= WORK REQUEST =
Retype the material exactly, ending with the line containing "(2 players in".

★ ★ ★ ★

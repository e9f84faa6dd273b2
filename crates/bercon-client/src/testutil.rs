//! In-process UDP server for exercising the client end to end.
//!
//! Runs a real socket on localhost driven by the sans-I/O
//! [`ServerProtocol`], so tests cover the same code paths as a live
//! game server: login, command responses, server messages, and acks.

use std::net::SocketAddr;
use std::sync::Arc;
use std::sync::atomic::AtomicUsize;

use bercon_core::packet::MAX_PACKET_SIZE;
use bercon_core::{ClientPacket, ServerEvent, ServerProtocol};
use tokio::net::UdpSocket;
use tokio::sync::Mutex;
use tokio::task::JoinHandle;

pub const PASSWORD: &str = "foobar2000";

pub const PLAYERS_RESPONSE: &str = "Players on server:\n\
    [#] [IP Address]:[Port] [Ping] [GUID] [Name]\n\
    --------------------------------------------------\n\
    0 1.2.3.4:2304 47 394e2c09af98b00fd4094f86c7921622(OK) Spam\n\
    1 2.3.4.5:2304 125 d93ed2257011b47e67fa53e824b60ca5(OK) H8m\n\
    (2 players in total)";

#[derive(Debug, Clone, Copy, Default)]
pub struct MockServerOptions {
    /// Answer commands (`players` with a canned list, anything else with
    /// an `echo:` of the command); when false, commands are ignored so
    /// clients run into their retry limit
    pub respond_to_commands: bool,
    /// Send the `RCon admin #4 ... logged in` message after each
    /// successful login, like a real server does
    pub announce_admin: bool,
}

pub struct MockServer {
    pub addr: SocketAddr,
    /// Every command datagram received, including retransmits
    pub commands: Arc<Mutex<Vec<String>>>,
    /// Number of login packets received
    pub logins: Arc<AtomicUsize>,
    handle: JoinHandle<()>,
}

impl Drop for MockServer {
    fn drop(&mut self) {
        self.handle.abort();
    }
}

pub async fn spawn_server(password: &str, options: MockServerOptions) -> MockServer {
    let socket = UdpSocket::bind("127.0.0.1:0").await.unwrap();
    let addr = socket.local_addr().unwrap();
    let commands: Arc<Mutex<Vec<String>>> = Arc::default();
    let logins: Arc<AtomicUsize> = Arc::default();

    let password = password.to_string();
    let command_log = commands.clone();
    let login_count = logins.clone();
    let handle = tokio::spawn(async move {
        let mut protocol = ServerProtocol::new(&password);
        let mut buf = vec![0u8; MAX_PACKET_SIZE];

        loop {
            let (n, peer) = match socket.recv_from(&mut buf).await {
                Ok(received) => received,
                Err(_) => continue,
            };

            match protocol.receive_datagram(&buf[..n]) {
                Ok(ClientPacket::Login { .. }) => {
                    login_count.fetch_add(1, std::sync::atomic::Ordering::SeqCst);
                }
                Ok(ClientPacket::Command { command, .. }) => {
                    let command = String::from_utf8_lossy(&command).into_owned();
                    command_log.lock().await.push(command);
                }
                Ok(ClientPacket::Message { .. }) => {}
                Err(_) => continue,
            }

            for event in protocol.events_received() {
                match event {
                    ServerEvent::Auth { success: true } if options.announce_admin => {
                        let _ = protocol.send_message("RCon admin #4 (1.2.3.4:1234) logged in");
                    }
                    ServerEvent::Command { sequence, command } if options.respond_to_commands => {
                        let response = match command.as_str() {
                            "players" => PLAYERS_RESPONSE.to_string(),
                            "" => String::new(),
                            other => format!("echo:{other}"),
                        };
                        protocol.respond_to_command(sequence, &response).unwrap();
                    }
                    _ => {}
                }
            }

            for packet in protocol.packets_to_send() {
                let data = packet.to_bytes().unwrap();
                let _ = socket.send_to(&data, peer).await;
            }
        }
    });

    MockServer {
        addr,
        commands,
        logins,
        handle,
    }
}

★ ★ ★ ★

= TASK RESPONSE =
repository e9f84faa6dd273b2
filename crates/bercon-client/src/testutil.rs
//! In-process UDP server for exercising the client end to end.
//!
//! Runs a real socket on localhost driven by the sans-I/O
//! [`ServerProtocol`], so tests cover the same code paths as a live
//! game server: login, command responses, server messages, and acks.

use std::net::SocketAddr;
use std::sync::Arc;
use std::sync::atomic::AtomicUsize;

use bercon_core::packet::MAX_PACKET_SIZE;
use bercon_core::{ClientPacket, ServerEvent, ServerProtocol};
use tokio::net::UdpSocket;
use tokio::sync::Mutex;
use tokio::task::JoinHandle;

pub const PASSWORD: &str = "foobar2000";

pub const PLAYERS_RESPONSE: &str = "Players on server:\n\
    [#] [IP Address]:[Port] [Ping] [GUID] [Name]\n\
    --------------------------------------------------\n\
    0 1.2.3.4:2304 47 394e2c09af98b00fd4094f86c7921622(OK) Spam\n\
    1 2.3.4.5:2304 125 d93ed2257011b47e67fa53e824b60ca5(OK) H8m\n\
    (2 players in total)";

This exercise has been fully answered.